All we have to use is use that sign and 100% of this will cease to exist. I
highly doubt his 100% number will hold in the aggregate, but even if it's 80%
that's impressive for just changing the signage.

------
logfromblammo
This reminds me of a recent problem at work.

Basically, it was a problem caused by a fix to a problem caused by a fix to a
problem caused by a bad design decision. The obvious fix would have altered
the behavior of the first fix, which we weren't sure we could do, because
someone may have come to rely on the behavior of the first fix.

But overall, we were just very frustrated that we couldn't just address the
initial bad design decision, and make the whole mess evaporate into the
aether, because none of those problems exist with the standard (and good
enough) design.

The disability parking placard is a fix to a fix to a fix to a fix to a fix to
a problem caused by a bad design decision. We can't exactly go all the way
back to the root problem without a time machine, but we don't have to be stuck
messing around at the leaf-level of the problem tree.

The best solution to the blue parking spaces problem is probably not to mess
around with plates and placards. It may actually be to reduce the need for
_anyone_ \--and the people with mobility impairments in particular--to
continually walk across parking lots in order to live their lives.

There shouldn't really be that much of a distinction between medically unable
to walk, too lazy to walk, and too busy/important to walk. If _everyone_ only
had to walk as much as they wanted to, no one would have to pretend they
couldn't. The real problem is that everything in the US is already so far
apart you can't economically walk any of it, and therefore you have to drive.
So you have to make everything even further apart, to accommodate cars. But
now you have to walk and drive and park and walk. Then you have to regulate
parking for people who can't walk as much. And then people cheat, because they
already have to park so far away from the place they actually want to be.
You're just piling patches on top of fixes.

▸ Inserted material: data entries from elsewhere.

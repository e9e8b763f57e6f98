//! In-memory transaction store for tests.
//!
//! Mirrors the upsert semantics of the PostgreSQL repository (one row per
//! id, last writer wins, `received_at` preserved) without a database, and
//! lets tests inject persistence failures.

use std::{collections::HashMap, future::Future, pin::Pin, sync::Arc};

use chrono::Utc;
use tokio::sync::RwLock;

use super::TransactionStore;
use crate::{
    error::{CoreError, Result},
    models::{PersistedTransaction, TransactionId, TransactionRecord},
};

/// Mock store keeping rows in a map keyed by transaction id.
///
/// Cloning shares state, so a test can keep one handle for assertions and
/// give another to the router.
#[derive(Clone, Default)]
pub struct MockTransactionStore {
    rows: Arc<RwLock<HashMap<TransactionId, PersistedTransaction>>>,
    upsert_calls: Arc<RwLock<usize>>,
    upsert_error: Arc<RwLock<Option<CoreError>>>,
    health_error: Arc<RwLock<Option<CoreError>>>,
}

impl MockTransactionStore {
    /// Creates an empty store.
    pub fn new() -> Self {
        Self::default()
    }

    /// Makes the next upsert fail with `error`. Later upserts succeed.
    pub async fn inject_upsert_error(&self, error: CoreError) {
        *self.upsert_error.write().await = Some(error);
    }

    /// Makes every health check fail with `error` until cleared.
    pub async fn set_health_error(&self, error: Option<CoreError>) {
        *self.health_error.write().await = error;
    }

    /// Returns the stored row for `id`, if any.
    pub async fn get(&self, id: &TransactionId) -> Option<PersistedTransaction> {
        self.rows.read().await.get(id).cloned()
    }

    /// Returns the number of stored rows.
    pub async fn len(&self) -> usize {
        self.rows.read().await.len()
    }

    /// Returns whether no rows are stored.
    pub async fn is_empty(&self) -> bool {
        self.rows.read().await.is_empty()
    }

    /// Returns how many upserts were attempted, including failed ones.
    pub async fn upsert_calls(&self) -> usize {
        *self.upsert_calls.read().await
    }
}

impl TransactionStore for MockTransactionStore {
    fn upsert(
        &self,
        record: TransactionRecord,
    ) -> Pin<Box<dyn Future<Output = Result<PersistedTransaction>> + Send + '_>> {
        Box::pin(async move {
            *self.upsert_calls.write().await += 1;

            if let Some(error) = self.upsert_error.write().await.take() {
                return Err(error);
            }

            let now = Utc::now();
            let mut rows = self.rows.write().await;
            let received_at = rows.get(&record.id).map_or(now, |existing| existing.received_at);

            let row = PersistedTransaction {
                id: record.id.clone(),
                order_id: record.order_id,
                kind: record.kind,
                gateway: record.gateway,
                status: record.status,
                message: record.message,
                created_at: record.created_at,
                test: record.test,
                authorization: record.authorization,
                location_id: record.location_id,
                user_id: record.user_id,
                parent_id: record.parent_id,
                processed_at: record.processed_at,
                device_id: record.device_id,
                error_code: record.error_code,
                source_name: record.source_name,
                amount: record.amount,
                currency: record.currency,
                payment_id: record.payment_id,
                manual_payment_gateway: record.manual_payment_gateway,
                admin_graphql_api_id: record.admin_graphql_api_id,
                webhook: record.webhook,
                received_at,
                updated_at: now,
            };

            rows.insert(record.id, row.clone());
            Ok(row)
        })
    }

    fn health_check(&self) -> Pin<Box<dyn Future<Output = Result<()>> + Send + '_>> {
        Box::pin(async move {
            match self.health_error.read().await.clone() {
                Some(error) => Err(error),
                None => Ok(()),
            }
        })
    }
}

#[cfg(test)]
mod tests {
    use serde_json::json;

    use super::*;

    fn record(body: serde_json::Value) -> TransactionRecord {
        TransactionRecord::from_value(body).unwrap()
    }

    #[tokio::test]
    async fn upsert_replaces_existing_row() {
        let store = MockTransactionStore::new();

        let first = store.upsert(record(json!({ "id": "t1", "status": "pending" }))).await.unwrap();
        let second = store.upsert(record(json!({ "id": "t1", "status": "success" }))).await.unwrap();

        assert_eq!(store.len().await, 1);
        assert_eq!(second.status.as_deref(), Some("success"));
        assert_eq!(second.received_at, first.received_at);
        assert!(second.updated_at >= first.updated_at);
    }

    #[tokio::test]
    async fn injected_error_fails_only_the_next_upsert() {
        let store = MockTransactionStore::new();
        store.inject_upsert_error(CoreError::PoolExhausted).await;

        let err = store.upsert(record(json!({ "id": "t1" }))).await.unwrap_err();
        assert_eq!(err, CoreError::PoolExhausted);
        assert!(store.is_empty().await);

        store.upsert(record(json!({ "id": "t1" }))).await.unwrap();
        assert_eq!(store.len().await, 1);
        assert_eq!(store.upsert_calls().await, 2);
    }

    #[tokio::test]
    async fn health_error_is_reported_until_cleared() {
        let store = MockTransactionStore::new();
        store.set_health_error(Some(CoreError::Unavailable)).await;
        assert!(store.health_check().await.is_err());

        store.set_health_error(None).await;
        assert!(store.health_check().await.is_ok());
    }
}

So you design to eliminate the walking in the first place, and have your parks
and rec departments install unnecessary superfluous walking trails for the
people who still want to walk without a treadmill.

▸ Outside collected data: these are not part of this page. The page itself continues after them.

//! Test infrastructure for the transaction webhook receiver.
//!
//! Provides isolated PostgreSQL schemas, payload builders, signed request
//! fixtures and proptest strategies.

#![warn(missing_docs)]
#![forbid(unsafe_code)]

pub mod database;
pub mod fixtures;
pub mod property;

pub use database::TestDatabase;
pub use fixtures::{
    request_with_signature, signed_request, test_state, TransactionBuilder, TEST_SECRET,
};
//! Router-level tests for the transaction webhook endpoints.
//!
//! Drives the full axum stack with `oneshot` against the in-memory store and
//! checks status codes, response bodies and what was (not) persisted.

use std::sync::Arc;

use anyhow::Result;
use axum::{
    body::{to_bytes, Body},
    http::{Request, StatusCode},
    Router,
};
use serde_json::{json, Value};
use tower::ServiceExt;
use txhook_api::{create_router, crypto::generate_signature, IngestSettings};
use txhook_core::{CoreError, MockTransactionStore, TransactionId};
use txhook_testing::{
    request_with_signature, signed_request, test_state, TransactionBuilder, TEST_SECRET,
};

const PATH: &str = "/webhooks/transactions";

fn router(store: &MockTransactionStore, secret: Option<&str>) -> Router {
    create_router(test_state(Arc::new(store.clone()), secret))
}

async fn json_body(response: axum::response::Response) -> Result<Value> {
    let bytes = to_bytes(response.into_body(), usize::MAX).await?;
    Ok(serde_json::from_slice(&bytes)?)
}

#[tokio::test]
async fn signed_transaction_is_stored() -> Result<()> {
    let store = MockTransactionStore::new();
    let body = TransactionBuilder::new("t1")
        .order_id("o1")
        .amount("12.50")
        .kind("sale")
        .status("success")
        .to_bytes();

    let response = router(&store, Some(TEST_SECRET))
        .oneshot(signed_request(PATH, body, TEST_SECRET))
        .await?;

    assert_eq!(response.status(), StatusCode::OK);
    assert!(response.headers().contains_key("x-request-id"));
    assert_eq!(json_body(response).await?, json!({ "status": "received", "id": "t1" }));

    let row = store.get(&TransactionId::from("t1")).await.expect("row stored");
    assert_eq!(row.order_id.as_deref(), Some("o1"));
    assert_eq!(row.amount, Some(12.5));
    assert_eq!(row.kind.as_deref(), Some("sale"));
    assert_eq!(row.status.as_deref(), Some("success"));
    assert_eq!(row.webhook["amount"], json!("12.50"));
    Ok(())
}

#[tokio::test]
async fn legacy_path_is_served() -> Result<()> {
    let store = MockTransactionStore::new();
    let body = TransactionBuilder::sale(389_404_469u64).to_bytes();

    let response = router(&store, Some(TEST_SECRET))
        .oneshot(signed_request("/api/webhook-transaction", body, TEST_SECRET))
        .await?;

    assert_eq!(response.status(), StatusCode::OK);
    assert!(store.get(&TransactionId::from("389404469")).await.is_some());
    Ok(())
}

#[tokio::test]
async fn missing_signature_is_unauthorized() -> Result<()> {
    let store = MockTransactionStore::new();

    let response = router(&store, Some(TEST_SECRET))
        .oneshot(request_with_signature(PATH, TransactionBuilder::new("t1").to_bytes(), None))
        .await?;

    assert_eq!(response.status(), StatusCode::UNAUTHORIZED);
    let body = json_body(response).await?;
    assert_eq!(body["error"]["code"], "E1002");
    assert!(store.is_empty().await);
    Ok(())
}

#[tokio::test]
async fn tampered_body_is_unauthorized() -> Result<()> {
    let store = MockTransactionStore::new();
    let original = TransactionBuilder::new("t1").amount("12.50").to_bytes();
    let tampered = TransactionBuilder::new("t1").amount("99.99").to_bytes();
    let stale = generate_signature(&original, TEST_SECRET)?;

    let response = router(&store, Some(TEST_SECRET))
        .oneshot(request_with_signature(PATH, tampered, Some(&stale)))
        .await?;

    assert_eq!(response.status(), StatusCode::UNAUTHORIZED);
    let body = json_body(response).await?;
    assert_eq!(body["error"]["code"], "E1001");
    assert!(!body.to_string().contains(&stale));
    assert_eq!(store.upsert_calls().await, 0);
    Ok(())
}

#[tokio::test]
async fn signature_from_other_secret_is_unauthorized() -> Result<()> {
    let store = MockTransactionStore::new();

    let response = router(&store, Some(TEST_SECRET))
        .oneshot(signed_request(PATH, TransactionBuilder::new("t1").to_bytes(), "wrong_secret"))
        .await?;

    assert_eq!(response.status(), StatusCode::UNAUTHORIZED);
    assert!(store.is_empty().await);
    Ok(())
}

#[tokio::test]
async fn missing_secret_is_server_error() -> Result<()> {
    let store = MockTransactionStore::new();
    let body = TransactionBuilder::new("t1").to_bytes();

    let response = router(&store, None).oneshot(signed_request(PATH, body, TEST_SECRET)).await?;

    assert_eq!(response.status(), StatusCode::INTERNAL_SERVER_ERROR);
    let body = json_body(response).await?;
    assert_eq!(body["error"]["code"], "E3003");
    assert_eq!(store.upsert_calls().await, 0);
    Ok(())
}

#[tokio::test]
async fn missing_secret_is_reported_before_missing_signature() -> Result<()> {
    let store = MockTransactionStore::new();

    let response = router(&store, None)
        .oneshot(request_with_signature(PATH, "{}", None))
        .await?;

    assert_eq!(response.status(), StatusCode::INTERNAL_SERVER_ERROR);
    Ok(())
}

#[tokio::test]
async fn malformed_bodies_are_bad_requests() -> Result<()> {
    let store = MockTransactionStore::new();
    let app = router(&store, Some(TEST_SECRET));

    let cases: [&[u8]; 5] = [
        b"not json",
        b"[1,2,3]",
        br#"{"amount":"12.50"}"#,
        br#"{"id":"t1","amount":"twelve"}"#,
        br#"{"id":"t1","created_at":"yesterday"}"#,
    ];

    for body in cases {
        let response = app.clone().oneshot(signed_request(PATH, body, TEST_SECRET)).await?;
        assert_eq!(
            response.status(),
            StatusCode::BAD_REQUEST,
            "body {:?}",
            String::from_utf8_lossy(body)
        );
    }

    assert_eq!(store.upsert_calls().await, 0);
    Ok(())
}

#[tokio::test]
async fn structured_ids_report_invalid_id() -> Result<()> {
    let store = MockTransactionStore::new();
    let app = router(&store, Some(TEST_SECRET));

    for body in [br#"{"id":{"value":"t1"}}"#.as_slice(), br#"{"id":["t1"]}"#.as_slice()] {
        let response = app.clone().oneshot(signed_request(PATH, body, TEST_SECRET)).await?;
        assert_eq!(response.status(), StatusCode::BAD_REQUEST);
        assert_eq!(json_body(response).await?["error"]["code"], "E1004");
    }

    assert_eq!(store.upsert_calls().await, 0);
    Ok(())
}

#[tokio::test]
async fn oddly_typed_descriptive_fields_are_stored() -> Result<()> {
    let store = MockTransactionStore::new();
    let body = br#"{"id":"t1","location_id":{"id":5},"message":42,"test":"false","error_code":["card_declined"]}"#;

    let response = router(&store, Some(TEST_SECRET))
        .oneshot(signed_request(PATH, body.as_slice(), TEST_SECRET))
        .await?;

    assert_eq!(response.status(), StatusCode::OK);
    let row = store.get(&TransactionId::from("t1")).await.expect("row stored");
    assert_eq!(row.location_id.as_deref(), Some(r#"{"id":5}"#));
    assert_eq!(row.message.as_deref(), Some("42"));
    assert_eq!(row.test, Some(false));
    assert_eq!(row.error_code.as_deref(), Some(r#"["card_declined"]"#));
    Ok(())
}

#[tokio::test]
async fn get_is_method_not_allowed() -> Result<()> {
    let store = MockTransactionStore::new();

    let request = Request::builder().method("GET").uri(PATH).body(Body::empty())?;
    let response = router(&store, Some(TEST_SECRET)).oneshot(request).await?;

    assert_eq!(response.status(), StatusCode::METHOD_NOT_ALLOWED);
    assert!(store.is_empty().await);
    Ok(())
}

#[tokio::test]
async fn persistence_failure_is_server_error() -> Result<()> {
    let store = MockTransactionStore::new();
    store.inject_upsert_error(CoreError::PoolExhausted).await;

    let response = router(&store, Some(TEST_SECRET))
        .oneshot(signed_request(PATH, TransactionBuilder::new("t1").to_bytes(), TEST_SECRET))
        .await?;

    assert_eq!(response.status(), StatusCode::INTERNAL_SERVER_ERROR);
    let body = json_body(response).await?;
    assert_eq!(body["error"]["code"], "E3002");
    assert_eq!(body["error"]["message"], "Server error");
    assert!(store.is_empty().await);
    Ok(())
}

#[tokio::test]
async fn redelivery_replaces_stored_row() -> Result<()> {
    let store = MockTransactionStore::new();
    let app = router(&store, Some(TEST_SECRET));

    let pending = TransactionBuilder::new("t1").status("pending").amount("5.00").to_bytes();
    let success = TransactionBuilder::new("t1").status("success").to_bytes();

    let first = app.clone().oneshot(signed_request(PATH, pending, TEST_SECRET)).await?;
    let second = app.oneshot(signed_request(PATH, success, TEST_SECRET)).await?;

    assert_eq!(first.status(), StatusCode::OK);
    assert_eq!(second.status(), StatusCode::OK);
    assert_eq!(store.len().await, 1);

    let row = store.get(&TransactionId::from("t1")).await.expect("row stored");
    assert_eq!(row.status.as_deref(), Some("success"));
    assert_eq!(row.amount, None);
    Ok(())
}

#[tokio::test]
async fn oversized_body_is_rejected_before_verification() -> Result<()> {
    let store = MockTransactionStore::new();
    let settings = IngestSettings { max_payload_bytes: 64, ..IngestSettings::default() };
    let app = create_router(
        test_state(Arc::new(store.clone()), Some(TEST_SECRET)).with_settings(settings),
    );

    let body = TransactionBuilder::new("t1").field("message", "x".repeat(256)).to_bytes();
    let response = app.oneshot(signed_request(PATH, body, TEST_SECRET)).await?;

    assert_eq!(response.status(), StatusCode::PAYLOAD_TOO_LARGE);
    assert_eq!(store.upsert_calls().await, 0);
    Ok(())
}

#[tokio::test]
async fn custom_signature_header_is_honoured() -> Result<()> {
    let store = MockTransactionStore::new();
    let settings = IngestSettings {
        signature_header: "x-test-signature".parse()?,
        ..IngestSettings::default()
    };
    let app = create_router(
        test_state(Arc::new(store.clone()), Some(TEST_SECRET)).with_settings(settings),
    );

    let body = TransactionBuilder::new("t1").to_bytes();
    let signature = generate_signature(&body, TEST_SECRET)?;
    let request = Request::builder()
        .method("POST")
        .uri(PATH)
        .header("x-test-signature", signature)
        .body(Body::from(body))?;

    let response = app.oneshot(request).await?;

    assert_eq!(response.status(), StatusCode::OK);
    Ok(())
}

(This is essentially the same problem in Dwarf Fortress for how to get and
maintain a large population without killing your framerate. You essentially
have to eliminate pathfinding from your fortress, so that your dwarves never
have to walk more than a few steps to do anything. It is tremendously
difficult to do that without some very detailed planning.)

------
s73ver
1.) Just because someone doesn't "look disabled" doesn't mean they aren't
actually disabled.

2.) Just like the voter ID thing, show that it's actually a problem before
devoting a bunch of resources on a witch hunt.

------
douche
The less that the DMV is responsible for, the better. When they can get the
wait time for renewing a driver's license down under multiple hours, maybe
I'll consider them competent for additional duties.